- Born: April 6, 1950 (age 76) Jersey City, New Jersey, U.S.
- Education: University of Toledo The Theatre School at DePaul University
- Occupation: Actor
- Years active: 1979–present

= Vincent Guastaferro =

American film, stage and television actor

Vincent Guastaferro (born April 6, 1950) is an American film, stage and television actor. He is known for playing the recurring role of Sgt. Vincent Agostini in the American police procedural television series NYPD Blue.

== Life and career ==
Guastaferro was born in Jersey City, New Jersey, He attended the University of Toledo, earning his BFA degree. He also attended The Theatre School at DePaul University, earning MFA degree. He began his stage career in 1979, first appearing on the stage production of Sexual Perversity in Chicago, where he served as the replacement of actor Jim Belushi.
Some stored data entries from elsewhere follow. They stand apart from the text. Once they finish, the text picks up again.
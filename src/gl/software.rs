//! CPU rasterizer implementing [`GpuContext`].
//!
//! Storage follows GL window conventions: row 0 of the color buffer is the
//! bottom of the image. Triangles are clipped against the near plane,
//! depth-tested with a less-than compare and shaded with perspective-correct
//! texture coordinates. Both windings are drawn.

use super::{DrawCall, GpuContext, TextureId, Vertex};
use crate::{Error, Result};

struct Texture {
    width: u32,
    height: u32,
    data: Vec<u8>,
}

impl Texture {
    fn white() -> Self {
        Self {
            width: 1,
            height: 1,
            data: vec![255; 4],
        }
    }

    fn sample(&self, u: f32, v: f32) -> [f32; 4] {
        let x = ((u * self.width as f32).floor() as i64).clamp(0, self.width as i64 - 1) as usize;
        let y = ((v * self.height as f32).floor() as i64).clamp(0, self.height as i64 - 1) as usize;
        let i = (y * self.width as usize + x) * 4;
        let px = &self.data[i..i + 4];
        [
            px[0] as f32 / 255.0,
            px[1] as f32 / 255.0,
            px[2] as f32 / 255.0,
            px[3] as f32 / 255.0,
        ]
    }
}

/// Vertex after the view-projection transform
#[derive(Debug, Clone, Copy)]
struct ClipVertex {
    pos: [f32; 4],
    uv: [f32; 2],
    color: [f32; 4],
}

impl ClipVertex {
    fn lerp(&self, other: &ClipVertex, t: f32) -> ClipVertex {
        let mix = |a: f32, b: f32| a + (b - a) * t;
        ClipVertex {
            pos: std::array::from_fn(|i| mix(self.pos[i], other.pos[i])),
            uv: std::array::from_fn(|i| mix(self.uv[i], other.uv[i])),
            color: std::array::from_fn(|i| mix(self.color[i], other.color[i])),
        }
    }

    /// Signed distance to the GL near plane (z = -w); inside when >= 0
    fn near_distance(&self) -> f32 {
        self.pos[2] + self.pos[3]
    }
}

/// Vertex in window space, ready for scan conversion
#[derive(Debug, Clone, Copy)]
struct ScreenVertex {
    x: f32,
    y: f32,
    depth: f32,
    inv_w: f32,
    uv: [f32; 2],
    color: [f32; 4],
}

pub struct SoftwareContext {
    width: u32,
    height: u32,
    color: Vec<u8>,
    depth: Vec<f32>,
    textures: Vec<Texture>,
    white: Texture,
}

impl SoftwareContext {
    pub fn new(width: u32, height: u32) -> Self {
        let n = width as usize * height as usize;
        Self {
            width,
            height,
            color: vec![0; n * 4],
            depth: vec![1.0; n],
            textures: Vec::new(),
            white: Texture::white(),
        }
    }

    fn transform(m: &[[f32; 4]; 4], v: &Vertex) -> ClipVertex {
        let p = [v.position[0], v.position[1], v.position[2], 1.0];
        let pos: [f32; 4] =
            std::array::from_fn(|row| (0..4).map(|col| m[col][row] * p[col]).sum::<f32>());
        ClipVertex {
            pos,
            uv: v.uv,
            color: v.color,
        }
    }

    /// Sutherland-Hodgman against the near plane only.
    fn clip_near(tri: [ClipVertex; 3]) -> Vec<ClipVertex> {
        let mut out = Vec::with_capacity(4);
        for i in 0..3 {
            let a = tri[i];
            let b = tri[(i + 1) % 3];
            let (da, db) = (a.near_distance(), b.near_distance());
            if da >= 0.0 {
                out.push(a);
            }
            if (da >= 0.0) != (db >= 0.0) {
                out.push(a.lerp(&b, da / (da - db)));
            }
        }
        out
    }

    fn to_screen(&self, v: &ClipVertex) -> Option<ScreenVertex> {
        let w = v.pos[3];
        if w <= f32::EPSILON {
            return None;
        }
        let inv_w = 1.0 / w;
        Some(ScreenVertex {
            x: (v.pos[0] * inv_w + 1.0) * 0.5 * self.width as f32,
            y: (v.pos[1] * inv_w + 1.0) * 0.5 * self.height as f32,
            depth: (v.pos[2] * inv_w + 1.0) * 0.5,
            inv_w,
            uv: v.uv,
            color: v.color,
        })
    }

    fn raster_triangle(&mut self, v: [ScreenVertex; 3], texture: Option<TextureId>) {
        let edge = |a: &ScreenVertex, b: &ScreenVertex, px: f32, py: f32| {
            (b.x - a.x) * (py - a.y) - (b.y - a.y) * (px - a.x)
        };
        let area = edge(&v[0], &v[1], v[2].x, v[2].y);
        if area.abs() <= f32::EPSILON {
            return;
        }

        let min_x = v.iter().map(|p| p.x).fold(f32::INFINITY, f32::min).floor().max(0.0) as u32;
        let min_y = v.iter().map(|p| p.y).fold(f32::INFINITY, f32::min).floor().max(0.0) as u32;
        let max_x = v
            .iter()
            .map(|p| p.x)
            .fold(f32::NEG_INFINITY, f32::max)
            .ceil()
            .min(self.width as f32) as u32;
        let max_y = v
            .iter()
            .map(|p| p.y)
            .fold(f32::NEG_INFINITY, f32::max)
            .ceil()
            .min(self.height as f32) as u32;

        for py in min_y..max_y {
            for px in min_x..max_x {
                let (cx, cy) = (px as f32 + 0.5, py as f32 + 0.5);
                let b0 = edge(&v[1], &v[2], cx, cy) / area;
                let b1 = edge(&v[2], &v[0], cx, cy) / area;
                let b2 = edge(&v[0], &v[1], cx, cy) / area;
                if b0 < 0.0 || b1 < 0.0 || b2 < 0.0 {
                    continue;
                }

                let depth = b0 * v[0].depth + b1 * v[1].depth + b2 * v[2].depth;
                if !(0.0..=1.0).contains(&depth) {
                    continue;
                }
                let idx = py as usize * self.width as usize + px as usize;
                if depth >= self.depth[idx] {
                    continue;
                }

                let (p0, p1, p2) = (b0 * v[0].inv_w, b1 * v[1].inv_w, b2 * v[2].inv_w);
                let norm = p0 + p1 + p2;
                let persp = |a: f32, b: f32, c: f32| (p0 * a + p1 * b + p2 * c) / norm;
                let u = persp(v[0].uv[0], v[1].uv[0], v[2].uv[0]);
                let t = persp(v[0].uv[1], v[1].uv[1], v[2].uv[1]);

                let texel = match texture.and_then(|id| self.textures.get(id as usize)) {
                    Some(tex) => tex.sample(u, t),
                    None => self.white.sample(u, t),
                };
                let mut rgba = [0.0f32; 4];
                for (c, out) in rgba.iter_mut().enumerate() {
                    *out = texel[c] * persp(v[0].color[c], v[1].color[c], v[2].color[c]);
                }
                // alpha-tested cutout
                if rgba[3] < 0.5 {
                    continue;
                }

                self.depth[idx] = depth;
                let o = idx * 4;
                for c in 0..4 {
                    self.color[o + c] = (rgba[c].clamp(0.0, 1.0) * 255.0).round() as u8;
                }
            }
        }
    }
}

impl GpuContext for SoftwareContext {
    fn backend_name(&self) -> &'static str {
        "software"
    }

    fn drawing_buffer_width(&self) -> u32 {
        self.width
    }

    fn drawing_buffer_height(&self) -> u32 {
        self.height
    }

    fn create_texture(&mut self) -> TextureId {
        self.textures.push(Texture::white());
        (self.textures.len() - 1) as TextureId
    }

    fn tex_image_2d(&mut self, texture: TextureId, width: u32, height: u32, pixels: &[u8]) -> Result<()> {
        if width == 0 || height == 0 || pixels.len() < width as usize * height as usize * 4 {
            return Err(Error::RenderError(format!(
                "invalid {}x{} texture upload of {} bytes",
                width,
                height,
                pixels.len()
            )));
        }
        let slot = self
            .textures
            .get_mut(texture as usize)
            .ok_or_else(|| Error::RenderError(format!("unknown texture {}", texture)))?;
        *slot = Texture {
            width,
            height,
            data: pixels[..width as usize * height as usize * 4].to_vec(),
        };
        Ok(())
    }

    fn clear(&mut self, rgba: [f32; 4]) {
        let px: [u8; 4] = std::array::from_fn(|i| (rgba[i].clamp(0.0, 1.0) * 255.0).round() as u8);
        for chunk in self.color.chunks_exact_mut(4) {
            chunk.copy_from_slice(&px);
        }
        self.depth.fill(1.0);
    }

    fn draw(&mut self, call: &DrawCall<'_>) -> Result<()> {
        if call.vertices.len() % 3 != 0 {
            return Err(Error::RenderError(format!(
                "vertex count {} is not a multiple of 3",
                call.vertices.len()
            )));
        }
        if let Some(id) = call.texture {
            if id as usize >= self.textures.len() {
                return Err(Error::RenderError(format!("unknown texture {}", id)));
            }
        }

        for tri in call.vertices.chunks_exact(3) {
            let clipped = Self::clip_near([
                Self::transform(&call.view_proj, &tri[0]),
                Self::transform(&call.view_proj, &tri[1]),
                Self::transform(&call.view_proj, &tri[2]),
            ]);
            if clipped.len() < 3 {
                continue;
            }
            let screen: Vec<ScreenVertex> = clipped.iter().filter_map(|v| self.to_screen(v)).collect();
            if screen.len() != clipped.len() {
                continue;
            }
            for i in 1..screen.len() - 1 {
                self.raster_triangle([screen[0], screen[i], screen[i + 1]], call.texture);
            }
        }
        Ok(())
    }

    fn read_pixels(&mut self, x: u32, y: u32, width: u32, height: u32) -> Result<Vec<u8>> {
        if x.saturating_add(width) > self.width || y.saturating_add(height) > self.height {
            return Err(Error::CaptureError(format!(
                "read region {}x{}+{}+{} exceeds {}x{} buffer",
                width, height, x, y, self.width, self.height
            )));
        }
        let mut out = Vec::with_capacity(width as usize * height as usize * 4);
        for row in y..y + height {
            let start = (row as usize * self.width as usize + x as usize) * 4;
            out.extend_from_slice(&self.color[start..start + width as usize * 4]);
        }
        Ok(out)
    }
}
During his stage career, Guastaferro made numerous appearances to playwright, filmmaker and author David Mamet's stage plays. In 1980, he made his screen debut, appearing in the drama television series Lou Grant. He then made an appearance to the 1981 film King of the Mountain, playing a gang member. He guest-starred in television programs including Home Improvement, Becker, What's Happening Now!!, Hardcastle and McCormick, CSI: NY, Melrose Place, Hunter, The West Wing and Brooklyn South. He played the recurring role of John Kousakis in the crime drama television series Wiseguy, and from 1993 to 1997, he played the recurring role of Sgt. Vincent Agostini in NYPD Blue. In 1997, he played the role of Joey's friend in the stage play The Old Neighborhood.

In his film career, Guastaferro played the role of Deputy Rick Cologne in the 1986 film Friday the 13th Part VI: Jason Lives. He then played Paulie in the 1989 film Next of Kin. He appeared in films such as Things Change, Eyes of an Angel, Touch Me, Nothing in Common, State and Main, and Trouble Bound. He played the role of Lt. Senna in the 1991 film Homicide. He appeared in the 2009 documentary film His Name Was Jason: 30 Years of Friday the 13th, and the 2013 documentary film Crystal Lake Memories: The Complete History of Friday the 13th. His final film credit was from the 2012 film An Old Man’s Gold. He reprised his role as Rick Cologne in the fan films Never Hike in the Snow (2020) and Never Hike Alone 2 (2023).